VA staff will also provide hands-on training for product developers at the Seattle incubator, which connects the Veterans Health Administration with academics, startups, and industry through public-private collaboration.
According to the announcement, the FDA’s presence within the company will enable VHA to tap into the healthcare adjacent technology markets. The FDA will also benefit from the VA Ventures collaboration.
“We are eager to gain valuable insights from clinicians and scientists at VHA using a real-world perspective, and we look forward to working with our federal colleagues to help ensure veterans and all Americans have access to the most innovative medical solutions and technologies to improve their capabilities,” said Jeff Shorin, director of the Center for Devices and Radiological Health at VHA. Food and Drug Administration, in the prepared statement “Health and Quality of Life.”
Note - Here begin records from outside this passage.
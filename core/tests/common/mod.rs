use zed81_core::mem::{IO_PORTS, IoPorts, MEMORY_SIZE, Memory};

/// Minimal embedder state for testing: flat 64KB memory plus the port
/// map, with a loader helper.
pub struct TestMem {
    pub memory: Box<Memory>,
    pub io: IoPorts,
}

impl TestMem {
    pub fn new() -> Self {
        Self {
            memory: Box::new([0; MEMORY_SIZE]),
            io: [0; IO_PORTS],
        }
    }

    pub fn load(&mut self, addr: u16, data: &[u8]) {
        let start = addr as usize;
        self.memory[start..start + data.len()].copy_from_slice(data);
    }
}
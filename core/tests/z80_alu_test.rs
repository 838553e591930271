use zed81_core::cpu::{ExecOutcome, Z80};
mod common;
use common::TestMem;

fn run(cpu: &mut Z80, m: &mut TestMem, n: u32) -> ExecOutcome {
    cpu.execute_steps(&mut m.memory, &mut m.io, n, None)
}

// =============================================================================
// ADD / ADC
// =============================================================================

#[test]
fn test_add_a_r() {
    let mut cpu = Z80::new();
    let mut m = TestMem::new();
    cpu.a = 0x02;
    cpu.b = 0x03;
    m.load(0, &[0x80]); // ADD A, B
    run(&mut cpu, &mut m, 1);
    assert_eq!(cpu.a, 0x05);
    assert!(!cpu.flags.z);
    assert!(!cpu.flags.c);
}

#[test]
fn test_add_carry_out_and_zero() {
    let mut cpu = Z80::new();
    let mut m = TestMem::new();
    cpu.a = 0xFF;
    m.load(0, &[0xC6, 0x01]); // ADD A, 0x01
    run(&mut cpu, &mut m, 1);
    assert_eq!(cpu.a, 0x00);
    assert!(cpu.flags.z);
    assert!(cpu.flags.c);
}

#[test]
fn test_add_a_hl() {
    let mut cpu = Z80::new();
    let mut m = TestMem::new();
    cpu.a = 0x10;
    cpu.set_hl(0x3000);
    m.memory[0x3000] = 0x22;
    m.load(0, &[0x86]); // ADD A, (HL)
    run(&mut cpu, &mut m, 1);
    assert_eq!(cpu.a, 0x32);
}

#[test]
fn test_adc_a_h_uses_carry() {
    let mut cpu = Z80::new();
    let mut m = TestMem::new();
    cpu.a = 0x02;
    cpu.h = 0x03;
    cpu.flags.c = true;
    m.load(0, &[0x8C]); // ADC A, H
    run(&mut cpu, &mut m, 1);
    assert_eq!(cpu.a, 0x06);
    assert!(!cpu.flags.c);
}

#[test]
fn test_adc_a_n_without_carry() {
    let mut cpu = Z80::new();
    let mut m = TestMem::new();
    cpu.a = 0x02;
    m.load(0, &[0xCE, 0x03]); // ADC A, 0x03
    run(&mut cpu, &mut m, 1);
    assert_eq!(cpu.a, 0x05);
}

// =============================================================================
// SUB / SBC / CP / NEG
// =============================================================================

#[test]
fn test_sub_borrow_sets_carry() {
    let mut cpu = Z80::new();
    let mut m = TestMem::new();
    cpu.a = 0x01;
    m.load(0, &[0xD6, 0x02]); // SUB 0x02
    run(&mut cpu, &mut m, 1);
    assert_eq!(cpu.a, 0xFF);
    assert!(cpu.flags.c);
    assert!(!cpu.flags.z);
}

#[test]
fn test_sub_to_zero() {
    let mut cpu = Z80::new();
    let mut m = TestMem::new();
    cpu.a = 0x42;
    cpu.e = 0x42;
    m.load(0, &[0x93]); // SUB E
    run(&mut cpu, &mut m, 1);
    assert_eq!(cpu.a, 0x00);
    assert!(cpu.flags.z);
    assert!(!cpu.flags.c);
}

#[test]
fn test_sbc_a_n_with_borrow_in() {
    let mut cpu = Z80::new();
    let mut m = TestMem::new();
    cpu.a = 0x10;
    cpu.flags.c = true;
    m.load(0, &[0xDE, 0x05]); // SBC A, 0x05
    run(&mut cpu, &mut m, 1);
    assert_eq!(cpu.a, 0x0A);
    assert!(!cpu.flags.c);
}

#[test]
fn test_sbc_a_hl() {
    let mut cpu = Z80::new();
    let mut m = TestMem::new();
    cpu.a = 0x05;
    cpu.set_hl(0x3000);
    m.memory[0x3000] = 0x06;
    m.load(0, &[0x9E]); // SBC A, (HL)
    run(&mut cpu, &mut m, 1);
    assert_eq!(cpu.a, 0xFF);
    assert!(cpu.flags.c);
}

#[test]
fn test_cp_sets_flags_only() {
    let mut cpu = Z80::new();
    let mut m = TestMem::new();
    cpu.a = 0x10;
    cpu.b = 0x20;
    m.load(0, &[0xB8]); // CP B
    run(&mut cpu, &mut m, 1);
    assert_eq!(cpu.a, 0x10);
    assert_eq!(cpu.b, 0x20);
    assert!(cpu.flags.c); // unsigned A < B
    assert!(!cpu.flags.z);
}

#[test]
fn test_cp_equal() {
    let mut cpu = Z80::new();
    let mut m = TestMem::new();
    cpu.a = 0x33;
    m.load(0, &[0xFE, 0x33]); // CP 0x33
    run(&mut cpu, &mut m, 1);
    assert!(cpu.flags.z);
    assert!(!cpu.flags.c);
}

#[test]
fn test_neg() {
    let mut cpu = Z80::new();
    let mut m = TestMem::new();
    cpu.a = 0x01;
    m.load(0, &[0xED, 0x44]); // NEG
    run(&mut cpu, &mut m, 1);
    assert_eq!(cpu.a, 0xFF);
    assert!(cpu.flags.c);
    assert!(!cpu.flags.z);
}

#[test]
fn test_neg_zero_clears_carry() {
    let mut cpu = Z80::new();
    let mut m = TestMem::new();
    cpu.a = 0x00;
    cpu.flags.c = true;
    m.load(0, &[0xED, 0x44]);
    run(&mut cpu, &mut m, 1);
    assert_eq!(cpu.a, 0x00);
    assert!(cpu.flags.z);
    assert!(!cpu.flags.c);
}

// =============================================================================
// AND / XOR / OR
// =============================================================================

#[test]
fn test_and_clears_carry() {
    let mut cpu = Z80::new();
    let mut m = TestMem::new();
    cpu.a = 0xF0;
    cpu.c = 0x0F;
    cpu.flags.c = true;
    m.load(0, &[0xA1]); // AND C
    run(&mut cpu, &mut m, 1);
    assert_eq!(cpu.a, 0x00);
    assert!(cpu.flags.z);
    assert!(!cpu.flags.c);
}

#[test]
fn test_xor_a_clears_a() {
    let mut cpu = Z80::new();
    let mut m = TestMem::new();
    cpu.a = 0x5A;
    m.load(0, &[0xAF]); // XOR A
    run(&mut cpu, &mut m, 1);
    assert_eq!(cpu.a, 0x00);
    assert!(cpu.flags.z);
    assert!(!cpu.flags.c);
}

#[test]
fn test_or_n() {
    let mut cpu = Z80::new();
    let mut m = TestMem::new();
    cpu.a = 0x50;
    m.load(0, &[0xF6, 0x05]); // OR 0x05
    run(&mut cpu, &mut m, 1);
    assert_eq!(cpu.a, 0x55);
    assert!(!cpu.flags.z);
}

#[test]
fn test_and_hl() {
    let mut cpu = Z80::new();
    let mut m = TestMem::new();
    cpu.a = 0xFF;
    cpu.set_hl(0x2000);
    m.memory[0x2000] = 0x3C;
    m.load(0, &[0xA6]); // AND (HL)
    run(&mut cpu, &mut m, 1);
    assert_eq!(cpu.a, 0x3C);
}

// =============================================================================
// INC / DEC
// =============================================================================

#[test]
fn test_inc_r_preserves_carry() {
    let mut cpu = Z80::new();
    let mut m = TestMem::new();
    cpu.b = 0xFF;
    cpu.flags.c = true;
    m.load(0, &[0x04]); // INC B
    run(&mut cpu, &mut m, 1);
    assert_eq!(cpu.b, 0x00);
    assert!(cpu.flags.z);
    assert!(cpu.flags.c); // untouched
}

#[test]
fn test_dec_r_to_zero() {
    let mut cpu = Z80::new();
    let mut m = TestMem::new();
    cpu.d = 0x01;
    m.load(0, &[0x15]); // DEC D
    run(&mut cpu, &mut m, 1);
    assert_eq!(cpu.d, 0x00);
    assert!(cpu.flags.z);
    assert!(!cpu.flags.c);
}

#[test]
fn test_inc_dec_hl_memory() {
    let mut cpu = Z80::new();
    let mut m = TestMem::new();
    cpu.set_hl(0x6000);
    m.memory[0x6000] = 0x41;
    m.load(0, &[0x34, 0x35, 0x35]); // INC (HL); DEC (HL); DEC (HL)
    run(&mut cpu, &mut m, 3);
    assert_eq!(m.memory[0x6000], 0x40);
    assert!(!cpu.flags.z);
}

#[test]
fn test_inc_dec_rr_touch_no_flags() {
    let mut cpu = Z80::new();
    let mut m = TestMem::new();
    cpu.set_bc(0xFFFF);
    cpu.flags.z = true;
    cpu.flags.c = true;
    m.load(0, &[0x03, 0x1B]); // INC BC; DEC DE
    run(&mut cpu, &mut m, 2);
    assert_eq!(cpu.get_bc(), 0x0000);
    assert_eq!(cpu.get_de(), 0xFFFF);
    assert!(cpu.flags.z);
    assert!(cpu.flags.c);
}

// =============================================================================
// 16-bit add and flag odds and ends
// =============================================================================

#[test]
fn test_add_hl_rr_carry() {
    let mut cpu = Z80::new();
    let mut m = TestMem::new();
    cpu.set_hl(0xFFFF);
    cpu.set_bc(0x0001);
    m.load(0, &[0x09]); // ADD HL, BC
    run(&mut cpu, &mut m, 1);
    assert_eq!(cpu.get_hl(), 0x0000);
    assert!(cpu.flags.c);
    assert!(!cpu.flags.z); // untouched
}

#[test]
fn test_add_hl_sp() {
    let mut cpu = Z80::new();
    let mut m = TestMem::new();
    cpu.set_hl(0x1000);
    cpu.sp = 0x0234;
    m.load(0, &[0x39]); // ADD HL, SP
    run(&mut cpu, &mut m, 1);
    assert_eq!(cpu.get_hl(), 0x1234);
    assert!(!cpu.flags.c);
}

#[test]
fn test_cpl_leaves_flags() {
    let mut cpu = Z80::new();
    let mut m = TestMem::new();
    cpu.a = 0x0F;
    cpu.flags.z = true;
    cpu.flags.c = true;
    m.load(0, &[0x2F]); // CPL
    run(&mut cpu, &mut m, 1);
    assert_eq!(cpu.a, 0xF0);
    assert!(cpu.flags.z);
    assert!(cpu.flags.c);
}

#[test]
fn test_scf_ccf() {
    let mut cpu = Z80::new();
    let mut m = TestMem::new();
    m.load(0, &[0x37, 0x3F, 0x3F]); // SCF; CCF; CCF
    let out = run(&mut cpu, &mut m, 2);
    assert!(!out.registers.flags.c);
    run(&mut cpu, &mut m, 1);
    assert!(cpu.flags.c);
}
VA Ventures’ mission is to transform ideas for emerging technologies into tangible solutions by maximizing talent and knowledge and making VHA a leader in point-of-care manufacturing.
According to the VA website, VHA’s Office of Advanced Manufacturing has three advanced manufacturing hubs in Charleston, South Carolina; Richmond, Virginia and Seattle, Washington with Cleveland, Ohio; Intensification of Milwaukee, Wisconsin and Pittsburgh, Pennsylvania. OAM hubs have capabilities, including 3D printing, to develop and manufacture medical devices.
“Both FDA and VA need to stay at the forefront of new medical technology development and the science of new technology evaluation. This strategic alignment between our organizations creates a unique environment for achieving shared goals to accelerate patients’ access to safe, innovative and effective medical services. devices,” he said.
The Department of Veterans Affairs has collaborated with other agencies and organizations to develop medical devices and monitor patients remotely.
Through a two-year collaborative research In cooperation with ULVA tested products to create cybersecurity standards and certifications for medical devices. According to the researchers, compliance with UL 2900, the resulting standard, enhanced endpoint security and improved the balance of network security controls with product security controls.
When asked about Benefits of remote patient monitoring — particularly in disadvantaged populations with disproportionately high rates of chronic disease and other barriers to care — one industry expert noted that rapid adoption of medical devices and monitoring technologies has increased patient access.
“With healthcare shifting more from a fee-for-service approach to a value-based approach to care, care delivery is shifting from an in-clinic, episodic, interactive model of care to a continuous and proactive, combination of clinic and remote model. RPM is an effective way to ensure that all Patients focus on the quality and ongoing care their condition requires,” said Dr. Lucien Ide, founder and chief health innovator at Remedy, Healthcare IT news last year.
“By working in tandem, VA and FDA will leverage our combined strengths and expertise to deliver promising healthcare technology innovations to veterans — and Americans in general — faster than ever before,” said Undersecretary for Health Affairs Dr. Sherif Al-Nahal. , in the advertisement.
Andrea Fox is Senior Editor at Healthcare IT News.
Healthcare IT News is a HIMSS publication.